Output only the lines of the entries that follow, starting at the one with "link.send(protocol::encode_subscribe(&envelope)?)" and running down to the one with "for subscription in", both included and unchanged.

[EXERCISE INPUTS Boundary: Start]

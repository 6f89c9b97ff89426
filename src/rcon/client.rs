//! RCON client facade.
//!
//! `RconClient` ties the pieces together: commands go through the
//! correlator, subscriptions through the registry, both over the
//! supervisor's shared connection. Inbound frames flow back through the
//! router on the connection task.

use std::fmt;
use std::sync::{Arc, Weak};

use serde_json::Value;
use tracing::{debug, info, warn};
use url::Url;

use super::auth::Credentials;
use super::correlator::CommandCorrelator;
use super::error::RconError;
use super::protocol::{self, Command, Subscription as SubscriptionEnvelope, Tag, TagGenerator};
use super::registry::{Subscription, SubscriptionRegistry};
use super::router::MessageRouter;
use super::supervisor::{ConnectionState, ConnectionSupervisor, Link, LinkEvents};
use super::transport::{Transport, WebSocketTransport};
use crate::config::ClientConfig;

/// Resilient client for a JSONAPI server.
///
/// Cheap to clone; clones share the connection, pending commands and
/// subscriptions. Dropping the last clone shuts the connection down.
///
/// # Example
///
/// ```ignore
/// use jsonapi_rcon::{ClientConfig, Credentials, RconClient};
///
/// let config = ClientConfig::new("localhost", 20059, Credentials::new("u", "p", "s"));
/// let client = RconClient::new(config, |push| println!("{}", push))?;
///
/// let players = client.call("getPlayers", vec![]).await?;
/// client.subscribe("chat", false);
/// ```
#[derive(Clone)]
pub struct RconClient {
    core: Arc<Core>,
}

struct Core {
    config: ClientConfig,
    credentials: Credentials,
    tags: TagGenerator,
    supervisor: ConnectionSupervisor,
    correlator: Arc<CommandCorrelator>,
    registry: Arc<SubscriptionRegistry>,
    router: MessageRouter,
}

impl RconClient {
    /// Build a client speaking WebSocket to `config.host:config.port`.
    ///
    /// With `connect_on_start`, a first connection attempt starts right
    /// away; its failure is only logged.
    ///
    /// # Errors
    ///
    /// Returns `RconError::Protocol` if host and port do not form a valid
    /// endpoint URL.
    pub fn new(
        config: ClientConfig,
        listener: impl Fn(Value) + Send + Sync + 'static,
    ) -> Result<Self, RconError> {
        Self::with_transport(config, Arc::new(WebSocketTransport), listener)
    }

    /// Build a client over a custom transport.
    pub fn with_transport(
        config: ClientConfig,
        transport: Arc<dyn Transport>,
        listener: impl Fn(Value) + Send + Sync + 'static,
    ) -> Result<Self, RconError> {
        let url = protocol::endpoint(&config.host, config.port)?;
        let correlator = Arc::new(CommandCorrelator::new(config.command_timeout()));
        let registry = Arc::new(SubscriptionRegistry::new(Arc::new(listener)));
        let router = MessageRouter::new(Arc::clone(&correlator), Arc::clone(&registry));

        let core = Arc::new_cyclic(|weak: &Weak<Core>| {
            let events: Weak<dyn LinkEvents> = weak.clone();
            Core {
                credentials: config.credentials(),
                tags: TagGenerator::default(),
                supervisor: ConnectionSupervisor::new(
                    url,
                    transport,
                    events,
                    config.reconnect_delay(),
                ),
                correlator,
                registry,
                router,
                config,
            }
        });

        let client = Self { core };
        if client.core.config.connect_on_start {
            client.spawn_initial_connect();
        }
        Ok(client)
    }

    fn spawn_initial_connect(&self) {
        let Ok(runtime) = tokio::runtime::Handle::try_current() else {
            warn!("No Tokio runtime; deferring connection to first use");
            return;
        };

        let supervisor = self.core.supervisor.clone();
        runtime.spawn(async move {
            if let Err(e) = supervisor.connect().await {
                debug!(error = %e, "Initial connection failed");
            }
        });
    }

    /// Invoke `method` with `arguments` and wait for its result.
    ///
    /// # Errors
    ///
    /// - `RconError::Connection` if the connection cannot be opened, or
    ///   closes while the command is pending
    /// - `RconError::Timeout` if no response arrives within the command timeout
    /// - `RconError::Remote` if the server answers with `result: "error"`
    /// - `RconError::Shutdown` after `shutdown()`
    pub async fn call(&self, method: &str, arguments: Vec<Value>) -> Result<Value, RconError> {
        let link = self.core.supervisor.connect().await?;
        let tag = self.core.tags.next_tag();

        let command = Command {
            name: method.to_string(),
            username: self.core.credentials.username.clone(),
            key: self.core.credentials.key_for(method),
            arguments,
            tag: tag.clone(),
        };
        let frame = protocol::encode_call(&command)?;

        // Registered before sending so a fast reply cannot miss it
        let reply = self.core.correlator.register(tag, method, link.epoch());
        link.send(frame)?;
        debug!(tag = %reply.tag(), method, epoch = link.epoch(), "Command sent");
        drop(link);

        reply.wait().await
    }

    /// Subscribe to pushes from `source`, fire-and-forget.
    ///
    /// Failures are logged, not returned; use `try_subscribe` to observe
    /// them.
    ///
    /// # Panics
    ///
    /// Panics if called outside a Tokio runtime.
    pub fn subscribe(&self, source: &str, show_previous: bool) {
        let client = self.clone();
        let source = source.to_string();
        tokio::spawn(async move {
            if let Err(e) = client.try_subscribe(&source, show_previous).await {
                warn!(source = %source, error = %e, "Subscribe failed");
            }
        });
    }

    /// Subscribe to pushes from `source`, returning the subscription tag.
    ///
    /// # Errors
    ///
    /// Returns the connection error if the connection cannot be opened or
    /// closes before the subscription is sent. A subscription that was
    /// registered but not sent is sent again on the next connection when
    /// `resubscribe_on_reconnect` is set.
    pub async fn try_subscribe(&self, source: &str, show_previous: bool) -> Result<Tag, RconError> {
        let link = self.core.supervisor.connect().await?;
        let tag = self.core.tags.next_tag();

        self.core
            .registry
            .activate(tag.clone(), source, show_previous, link.epoch());
        self.core
            .send_subscription(&link, &tag, source, show_previous)?;

        info!(%tag, source, show_previous, epoch = link.epoch(), "Subscribed");
        Ok(tag)
    }

    /// Ensure the connection is open, cancelling any scheduled reconnect.
    pub async fn connect(&self) -> Result<(), RconError> {
        self.core.supervisor.connect().await.map(|_| ())
    }

    pub fn state(&self) -> ConnectionState {
        self.core.supervisor.state()
    }

    /// Close the connection and stop reconnecting.
    pub fn shutdown(&self) {
        self.core.supervisor.shutdown();
    }

    /// Active subscriptions, ordered by source.
    pub fn subscriptions(&self) -> Vec<Subscription> {
        self.core.registry.snapshot()
    }

    /// Number of commands waiting for a response.
    pub fn pending_commands(&self) -> usize {
        self.core.correlator.pending_count()
    }

    pub fn url(&self) -> &Url {
        self.core.supervisor.url()
    }

    pub fn config(&self) -> &ClientConfig {
        &self.core.config
    }
}

impl fmt::Debug for RconClient {
    fn fmt(&self, f: &mut fmt::Formatter<'_>) -> fmt::Result {
        f.debug_struct("RconClient")
            .field("url", &self.url().as_str())
            .field("state", &self.state())
            .field("pending_commands", &self.pending_commands())
            .finish_non_exhaustive()
    }
}

impl Core {
    fn send_subscription(
        &self,
        link: &Link,
        tag: &Tag,
        source: &str,
        show_previous: bool,
    ) -> Result<(), RconError> {
        let envelope = SubscriptionEnvelope {
            name: source.to_string(),
            username: self.credentials.username.clone(),
            key: self.credentials.key_for(source),
            show_previous,
            tag: tag.clone(),
        };
        link.send(protocol::encode_subscribe(&envelope)?)
    }
}

impl LinkEvents for Core {
    fn on_open(&self, link: &Link) {
        if !self.config.resubscribe_on_reconnect {
            return;
        }

        for subscription in self.registry.reissue_for(link.epoch()) {
            match self.send_subscription(
                link,
                &subscription.tag,
                &subscription.source,
                subscription.show_previous,
            ) {
                Ok(()) => info!(
                    tag = %subscription.tag,
                    source = %subscription.source,
                    epoch = link.epoch(),
                    "Resubscribed"
                ),
                Err(e) => warn!(
                    tag = %subscription.tag,
                    source = %subscription.source,
                    error = %e,
                    "Resubscribe failed"
                ),
            }
        }
    }

    fn on_frame(&self, raw: &str) {
        let outcome = self.router.route(raw);
        if outcome.dropped > 0 {
            debug!(
                delivered = outcome.delivered,
                dropped = outcome.dropped,
                "Frame had unmatched tags"
            );
        }
    }

    fn on_close(&self, epoch: u64, reason: &RconError) {
        if self.config.fail_pending_on_close {
            let failed = self.correlator.fail_epoch(epoch, reason);
            if failed > 0 {
                warn!(epoch, failed, "Failed pending commands on connection close");
            }
        } else {
            let lingering = self.correlator.pending_on(epoch);
            if lingering > 0 {
                debug!(epoch, lingering, "Pending commands left to time out");
            }
        }
    }
}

[EXERCISE INPUTS Boundary: End]

● RESULT FOR THIS EXERCISE:
        link.send(protocol::encode_subscribe(&envelope)?)
    }
}

impl LinkEvents for Core {
    fn on_open(&self, link: &Link) {
        if !self.config.resubscribe_on_reconnect {
            return;
        }

        for subscription in self.registry.reissue_for(link.epoch()) {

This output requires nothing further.